- _TRY IT_:
Reproduce the first line of the entries that follow and each later line, word for word, ending with the one containing "use rust_decimal::Decimal;".

Data records:

Start of Block

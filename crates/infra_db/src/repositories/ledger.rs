//! Ledger store adapter
//!
//! Implements `LedgerStore` over PostgreSQL. A transaction and its posting
//! lines are written atomically; report reads exclude soft-deleted
//! transactions in SQL so the reducers never see them.
//!
//! Movement amounts are the debit-side sum of each transaction's lines,
//! which for a balanced transaction equals the credit-side sum.

use async_trait::async_trait;
use chrono::{DateTime, NaiveDate, Utc};
use rust_decimal::Decimal;
use sqlx::PgPool;
use uuid::Uuid;

use core_kernel::{
    AccountId, Currency, DateRange, DomainPort, Money, PortError, SchemeId, TransactionId,
};
use domain_ledger::{
    CategoryMovement, FundMovement, FundOpeningBalances, LedgerAccount, LedgerStore, PostedLine,
    Transaction, TransactionLine,
};

use crate::error::sqlx_to_port;
use crate::repositories::{money_from_row, parse_column};

/// PostgreSQL-backed ledger store
#[derive(Debug, Clone)]
pub struct PgLedgerStore {
    pool: PgPool,
}

impl PgLedgerStore {
    /// Creates a new ledger store over the given pool
    pub fn new(pool: PgPool) -> Self {
        Self { pool }
    }
}

impl DomainPort for PgLedgerStore {}

#[derive(sqlx::FromRow)]
struct AccountRow {
    id: Uuid,
    scheme_id: Uuid,
    code: String,
    name: String,
    account_type: String,
    fund_type: Option<String>,
    is_active: bool,
    created_at: DateTime<Utc>,
}

impl AccountRow {
    fn into_domain(self) -> Result<LedgerAccount, PortError> {
        Ok(LedgerAccount {
            id: AccountId::from_uuid(self.id),
            scheme_id: SchemeId::from_uuid(self.scheme_id),
            code: self.code,
            name: self.name,
            account_type: parse_column(&self.account_type, "account_type")?,
            fund_type: self
                .fund_type
                .as_deref()
                .map(|f| parse_column(f, "fund_type"))
                .transpose()?,
            is_active: self.is_active,
            created_at: self.created_at,
        })
    }
}

#[derive(sqlx::FromRow)]
struct PostedLineRow {
    account_id: Uuid,
    account_code: String,
    account_name: String,
    line_type: String,
    amount: Decimal,
    currency: String,
}

impl PostedLineRow {
    fn into_domain(self) -> Result<PostedLine, PortError> {
        Ok(PostedLine {
            account_id: AccountId::from_uuid(self.account_id),
            account_code: self.account_code,
            account_name: self.account_name,
            line_type: parse_column(&self.line_type, "line_type")?,
            amount: money_from_row(self.amount, &self.currency)?,
        })
    }
}

#[derive(sqlx::FromRow)]
struct FundMovementRow {
    fund_type: String,
    transaction_type: String,
    amount: Decimal,
    currency: String,
}

impl FundMovementRow {
    fn into_domain(self) -> Result<FundMovement, PortError> {
        Ok(FundMovement {
            fund_type: parse_column(&self.fund_type, "fund_type")?,
            transaction_type: parse_column(&self.transaction_type, "transaction_type")?,
            amount: money_from_row(self.amount, &self.currency)?,
        })
    }
}

#[derive(sqlx::FromRow)]
struct CategoryMovementRow {
    category_code: String,
    category_name: String,
    fund_type: String,
    transaction_type: String,
    amount: Decimal,
    currency: String,
}

impl CategoryMovementRow {
    fn into_domain(self) -> Result<CategoryMovement, PortError> {
        Ok(CategoryMovement {
            category_code: self.category_code,
            category_name: self.category_name,
            fund_type: parse_column(&self.fund_type, "fund_type")?,
            transaction_type: parse_column(&self.transaction_type, "transaction_type")?,
            amount: money_from_row(self.amount, &self.currency)?,
        })
    }
}

#[async_trait]
impl LedgerStore for PgLedgerStore {
    async fn insert_accounts(&self, accounts: &[LedgerAccount]) -> Result<(), PortError> {
        let mut tx = self.pool.begin().await.map_err(sqlx_to_port)?;
        for account in accounts {
            sqlx::query(
                r#"
                INSERT INTO ledger_accounts (
                    id, scheme_id, code, name, account_type, fund_type,
                    is_active, created_at
                ) VALUES ($1, $2, $3, $4, $5, $6, $7, $8)
                "#,
            )
            .bind(account.id.as_uuid())
            .bind(account.scheme_id.as_uuid())
            .bind(&account.code)
            .bind(&account.name)
            .bind(account.account_type.as_str())
            .bind(account.fund_type.map(|f| f.as_str()))
            .bind(account.is_active)
            .bind(account.created_at)
            .execute(&mut *tx)
            .await
            .map_err(sqlx_to_port)?;
        }
        tx.commit().await.map_err(sqlx_to_port)?;
        Ok(())
    }

    async fn list_accounts(&self, scheme_id: SchemeId) -> Result<Vec<LedgerAccount>, PortError> {
        let rows: Vec<AccountRow> = sqlx::query_as(
            "SELECT * FROM ledger_accounts WHERE scheme_id = $1 AND is_active ORDER BY code",
        )
        .bind(scheme_id.as_uuid())
        .fetch_all(&self.pool)
        .await
        .map_err(sqlx_to_port)?;

        rows.into_iter().map(AccountRow::into_domain).collect()
    }

    async fn insert_transaction(
        &self,
        transaction: &Transaction,
        lines: &[TransactionLine],
    ) -> Result<(), PortError> {
        let mut tx = self.pool.begin().await.map_err(sqlx_to_port)?;

        sqlx::query(
            r#"
            INSERT INTO transactions (
                id, scheme_id, transaction_date, transaction_type, fund_type,
                category_code, description, is_deleted, created_at
            ) VALUES ($1, $2, $3, $4, $5, $6, $7, $8, $9)
            "#,
        )
        .bind(transaction.id.as_uuid())
        .bind(transaction.scheme_id.as_uuid())
        .bind(transaction.transaction_date)
        .bind(transaction.transaction_type.as_str())
        .bind(transaction.fund_type.as_str())
        .bind(&transaction.category_code)
        .bind(&transaction.description)
        .bind(transaction.is_deleted)
        .bind(transaction.created_at)
        .execute(&mut *tx)
        .await
        .map_err(sqlx_to_port)?;

        for line in lines {
            sqlx::query(
                r#"
                INSERT INTO transaction_lines (
                    id, transaction_id, account_id, line_type, amount, currency
                ) VALUES ($1, $2, $3, $4, $5, $6)
                "#,
            )
            .bind(line.id.as_uuid())
            .bind(line.transaction_id.as_uuid())
            .bind(line.account_id.as_uuid())
            .bind(line.line_type.as_str())
            .bind(line.amount.amount())
            .bind(line.amount.currency().code())
            .execute(&mut *tx)
            .await
            .map_err(sqlx_to_port)?;
        }

        tx.commit().await.map_err(sqlx_to_port)?;
        Ok(())
    }

    async fn soft_delete_transaction(
        &self,
        scheme_id: SchemeId,
        id: TransactionId,
    ) -> Result<(), PortError> {
        let result = sqlx::query(
            "UPDATE transactions SET is_deleted = TRUE WHERE id = $1 AND scheme_id = $2",
        )
        .bind(id.as_uuid())
        .bind(scheme_id.as_uuid())
        .execute(&self.pool)
        .await
        .map_err(sqlx_to_port)?;

        if result.rows_affected() == 0 {
            return Err(PortError::not_found("Transaction", id));
        }
        Ok(())
    }

    async fn list_posted_lines(
        &self,
        scheme_id: SchemeId,
        range: DateRange,
    ) -> Result<Vec<PostedLine>, PortError> {
        let rows: Vec<PostedLineRow> = sqlx::query_as(
            r#"
            SELECT
                l.account_id,
                a.code AS account_code,
                a.name AS account_name,
                l.line_type,
                l.amount,
                l.currency
            FROM transaction_lines l
            JOIN transactions t ON t.id = l.transaction_id
            JOIN ledger_accounts a ON a.id = l.account_id
            WHERE t.scheme_id = $1
              AND NOT t.is_deleted
              AND t.transaction_date BETWEEN $2 AND $3
            ORDER BY a.code
            "#,
        )
        .bind(scheme_id.as_uuid())
        .bind(range.start)
        .bind(range.end)
        .fetch_all(&self.pool)
        .await
        .map_err(sqlx_to_port)?;

        rows.into_iter().map(PostedLineRow::into_domain).collect()
    }

    async fn list_fund_movements(
        &self,
        scheme_id: SchemeId,
        range: DateRange,
    ) -> Result<Vec<FundMovement>, PortError> {
        let rows: Vec<FundMovementRow> = sqlx::query_as(
            r#"
            SELECT
                t.fund_type,
                t.transaction_type,
                COALESCE(SUM(l.amount), 0) AS amount,
                MIN(l.currency) AS currency
            FROM transactions t
            JOIN transaction_lines l
              ON l.transaction_id = t.id AND l.line_type = 'debit'
            WHERE t.scheme_id = $1
              AND NOT t.is_deleted
              AND t.transaction_date BETWEEN $2 AND $3
            GROUP BY t.fund_type, t.transaction_type
            "#,
        )
        .bind(scheme_id.as_uuid())
        .bind(range.start)
        .bind(range.end)
        .fetch_all(&self.pool)
        .await
        .map_err(sqlx_to_port)?;

        rows.into_iter().map(FundMovementRow::into_domain).collect()
    }

    async fn list_category_movements(
        &self,
        scheme_id: SchemeId,
        range: DateRange,
    ) -> Result<Vec<CategoryMovement>, PortError> {
        let rows: Vec<CategoryMovementRow> = sqlx::query_as(
            r#"
            SELECT
                t.category_code,
                COALESCE(MIN(a.name), t.category_code) AS category_name,
                t.fund_type,
                t.transaction_type,
                COALESCE(SUM(l.amount), 0) AS amount,
                MIN(l.currency) AS currency
            FROM transactions t
            JOIN transaction_lines l
              ON l.transaction_id = t.id AND l.line_type = 'debit'
            LEFT JOIN ledger_accounts a
              ON a.scheme_id = t.scheme_id AND a.code = t.category_code
            WHERE t.scheme_id = $1
              AND NOT t.is_deleted
              AND t.transaction_date BETWEEN $2 AND $3
            GROUP BY t.category_code, t.fund_type, t.transaction_type
            ORDER BY t.category_code
            "#,
        )
        .bind(scheme_id.as_uuid())
        .bind(range.start)
        .bind(range.end)
        .fetch_all(&self.pool)
        .await
        .map_err(sqlx_to_port)?;

        rows.into_iter()
            .map(CategoryMovementRow::into_domain)
            .collect()
    }

    async fn opening_fund_balances(
        &self,
        scheme_id: SchemeId,
        before: NaiveDate,
    ) -> Result<FundOpeningBalances, PortError> {
        let rows: Vec<(String, Decimal)> = sqlx::query_as(
            r#"
            SELECT
                t.fund_type,
                COALESCE(SUM(
                    CASE WHEN t.transaction_type = 'receipt'
                         THEN l.amount
                         ELSE -l.amount
                    END
                ), 0) AS net
            FROM transactions t
            JOIN transaction_lines l
              ON l.transaction_id = t.id AND l.line_type = 'debit'
            WHERE t.scheme_id = $1
              AND NOT t.is_deleted
              AND t.transaction_date < $2
            GROUP BY t.fund_type
            "#,
        )
        .bind(scheme_id.as_uuid())
        .bind(before)
        .fetch_all(&self.pool)
        .await
        .map_err(sqlx_to_port)?;

        let mut opening = FundOpeningBalances::zero(Currency::default());
        for (fund, net) in rows {
            let amount = Money::new(net, Currency::default());
            match fund.as_str() {
                "admin" => opening.admin = amount,
                "capital_works" => opening.capital_works = amount,
                other => {
                    return Err(PortError::internal(format!(
                        "Bad fund_type column: {other}"
                    )))
                }
            }
        }
        Ok(opening)
    }
}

End of Block

- _RESULT BELOW_:
filename crates/infra_db/src/repositories/ledger.rs
//! Ledger store adapter
//!
//! Implements `LedgerStore` over PostgreSQL. A transaction and its posting
//! lines are written atomically; report reads exclude soft-deleted
//! transactions in SQL so the reducers never see them.
//!
//! Movement amounts are the debit-side sum of each transaction's lines,
//! which for a balanced transaction equals the credit-side sum.

use async_trait::async_trait;
use chrono::{DateTime, NaiveDate, Utc};
use rust_decimal::Decimal;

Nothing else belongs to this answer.